Random luteinizing hormone often remains pubertal in children treated with the histrelin implant for central precocious puberty.

To investigate the use of random ultrasensitive (US) luteinizing hormone (LH) levels to monitor children being treated with a histrelin implant for central precocious puberty (CPP). This was a prospective, uncontrolled, observational study at a pediatric endocrinology tertiary center. Thirty-three children (26 girls; mean age 7.2 ± 2.5 years) treated with a histrelin implant for CPP were enrolled. A random US LH measurement was obtained at 6 months, and a gonadotropin-releasing hormone analog stimulation test was performed at 12 months.
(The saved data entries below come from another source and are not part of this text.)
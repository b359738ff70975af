use super::*;
use crate::node::style::StyleValue;

#[test]
fn heading_levels_scale_down() {
    let h1 = preset_for(&ElementKind::Heading(1)).unwrap();
    let h3 = preset_for(&ElementKind::Heading(3)).unwrap();
    assert_eq!(h1.get("fontSize"), Some(&StyleValue::from("2em")));
    assert_eq!(h3.get("fontSize"), Some(&StyleValue::from("1.17em")));
    assert_eq!(h1.get("fontWeight"), Some(&StyleValue::Integer(700)));
}

#[test]
fn plain_containers_have_no_preset() {
    assert!(preset_for(&ElementKind::Div).is_none());
    assert!(preset_for(&ElementKind::Span).is_none());
    assert!(preset_for(&ElementKind::Extension("chart".to_string())).is_none());
}

#[test]
fn strong_sets_only_weight() {
    let strong = preset_for(&ElementKind::Strong).unwrap();
    assert_eq!(strong.len(), 1);
    assert!(strong.get("marginTop").is_none());
}
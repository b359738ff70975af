use std::sync::atomic::{AtomicUsize, Ordering};

use super::*;
use crate::{
    engine::EngineFailure,
    foundation::{core::OutputFormat, error::RastreeError},
    node::TextNode,
};

#[derive(Default)]
struct Counting {
    fonts: AtomicUsize,
    images: AtomicUsize,
}

impl Renderer for Counting {
    fn render(&self, _: &Node, _: &RenderOptions) -> Result<Vec<u8>, EngineFailure> {
        Err(EngineFailure::invalid_arg("invalid value 'star', expected one of start"))
    }

    fn load_font(&self, _: &[u8]) -> Result<(), EngineFailure> {
        self.fonts.fetch_add(1, Ordering::SeqCst);
        Ok(())
    }

    fn put_persistent_image(&self, _: &str, _: &[u8]) -> Result<(), EngineFailure> {
        self.images.fetch_add(1, Ordering::SeqCst);
        Ok(())
    }
}

#[test]
fn fonts_are_loaded_once_per_content() {
    let engine = Arc::new(Counting::default());
    let handle = BackendHandle::new(engine.clone());
    assert!(handle.register_font(b"font-a").unwrap());
    assert!(!handle.register_font(b"font-a").unwrap());
    assert!(handle.register_font(b"font-b").unwrap());
    assert_eq!(engine.fonts.load(Ordering::SeqCst), 2);
    assert_eq!(handle.font_count(), 2);
}

#[test]
fn persistent_images_keep_first_value() {
    let engine = Arc::new(Counting::default());
    let handle = BackendHandle::new(engine.clone());
    assert!(handle.put_persistent_image("logo", b"1").unwrap());
    assert!(!handle.put_persistent_image("logo", b"2").unwrap());
    assert_eq!(engine.images.load(Ordering::SeqCst), 1);
    assert_eq!(handle.persistent_image_count(), 1);
}

#[test]
fn render_failures_are_translated() {
    let handle = BackendHandle::new(Arc::new(Counting::default()));
    let node = Node::Text(TextNode {
        style: None,
        text: "x".to_string(),
    });
    let err = handle
        .render(&node, &RenderOptions::new(1, 1, OutputFormat::Png).unwrap())
        .unwrap_err();
    assert!(matches!(err, RastreeError::Deserialize(_)));
    assert!(err.to_string().starts_with("InvalidArg, invalid value 'star'"));
}

#[test]
fn rejected_fonts_are_not_recorded() {
    let handle = BackendHandle::new(Arc::new(crate::engine::ReferenceRenderer::new()));
    assert!(handle.register_font(&[]).is_err());
    assert_eq!(handle.font_count(), 0);
}
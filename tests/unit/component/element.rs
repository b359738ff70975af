use serde_json::json;

use super::*;

#[test]
fn parses_react_like_json() {
    let el: Element = serde_json::from_value(json!({
        "type": "div",
        "props": {
            "className": "flex p-4",
            "style": {"color": "#fff"},
            "children": [
                "hello",
                {"component": "Badge", "props": {"label": "new"}},
                {"type": "img", "props": {"src": "logo.png", "width": 32}}
            ]
        }
    }))
    .unwrap();

    let Element::Host(host) = &el else {
        panic!("expected host element");
    };
    assert_eq!(host.tag, "div");
    assert_eq!(host.props.class_name.as_deref(), Some("flex p-4"));
    assert_eq!(host.props.children.len(), 3);
    assert_eq!(host.props.children[0], Element::text("hello"));
    assert!(matches!(host.props.children[1], Element::Component(_)));
    assert_eq!(el.count(), 4);
    assert_eq!(el.depth(), 2);
}

#[test]
fn single_child_needs_no_list() {
    let text: Element =
        serde_json::from_str(r#"{"type":"p","props":{"children":"Hello"}}"#).unwrap();
    let built: Element = Element::host("p").child("Hello").into();
    assert_eq!(text, built);

    let nested: Element = serde_json::from_value(json!({
        "type": "div",
        "props": {"children": {"type": "span", "props": {"children": "inner"}}}
    }))
    .unwrap();
    let Element::Host(host) = &nested else {
        panic!("expected host element");
    };
    assert_eq!(host.props.children.len(), 1);
    assert_eq!(nested.count(), 3);

    let empty: Element =
        serde_json::from_value(json!({"type": "div", "props": {"children": null}})).unwrap();
    let Element::Host(host) = empty else {
        panic!("expected host element");
    };
    assert!(host.props.children.is_empty());
}

#[test]
fn extra_props_are_collected() {
    let el: Element =
        serde_json::from_value(json!({"type": "chart", "props": {"series": [1, 2]}})).unwrap();
    let Element::Host(host) = el else {
        panic!("expected host element");
    };
    assert_eq!(host.props.extra.get("series"), Some(&json!([1, 2])));
}

#[test]
fn builder_matches_parsed_form() {
    let built: Element = Element::host("p").class("text-lg").child("hi").into();
    let parsed: Element = serde_json::from_value(json!({
        "type": "p",
        "props": {"className": "text-lg", "children": ["hi"]}
    }))
    .unwrap();
    assert_eq!(built, parsed);
}

#[test]
fn registry_holds_closures() {
    let registry = ComponentRegistry::new()
        .register("Title", |props: &serde_json::Value| -> RastreeResult<Element> {
            Ok(Element::host("h1")
                .child(props["text"].as_str().unwrap_or_default())
                .into())
        })
        .register_extension("chart");

    let title = registry.get("Title").unwrap();
    let el = title.render(&json!({"text": "Hi"})).unwrap();
    assert_eq!(el, Element::host("h1").child("Hi").into());
    assert!(registry.extensions().contains("chart"));
    assert!(registry.get("Missing").is_none());
}

#[test]
fn kinds_round_trip_through_tags() {
    let ext: HashSet<String> = ["chart".to_string()].into();
    for tag in ["div", "h1", "h6", "img", "br", "blockquote", "chart"] {
        let k = kind::ElementKind::from_tag(tag, &ext).unwrap();
        assert_eq!(k.tag(), tag);
    }
    assert!(kind::ElementKind::from_tag("video", &ext).is_none());
}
Clinic visits occurred at baseline and at 6-month intervals. In 59% of the patients (17 of 29), the 6-month random US LH exceeded the prepubertal range of ≤0.3 IU/L. In contrast, gonadotropin-releasing hormone analog stimulation tests revealed complete hypothalamic-pituitary-gonadal axis suppression (peak LH <4 IU/L) in all 31 patients who underwent testing. US LH levels were highly correlated with peak stimulated LH levels. The mean peak stimulated LH level was higher in patients with a pubertal random LH than in those with a prepubertal random LH (1.2 ± 0.5 IU/L vs 0.5 ± 0.1 IU/L; P < .01). No patient had clinical evidence of pubertal progression. The random US LH level does not revert to a prepubertal range in more than one-half of patients with a histrelin implant and documented hypothalamic-pituitary-gonadal axis suppression. Long-term studies are needed to elucidate the optimal strategy for monitoring treatment in children with CPP.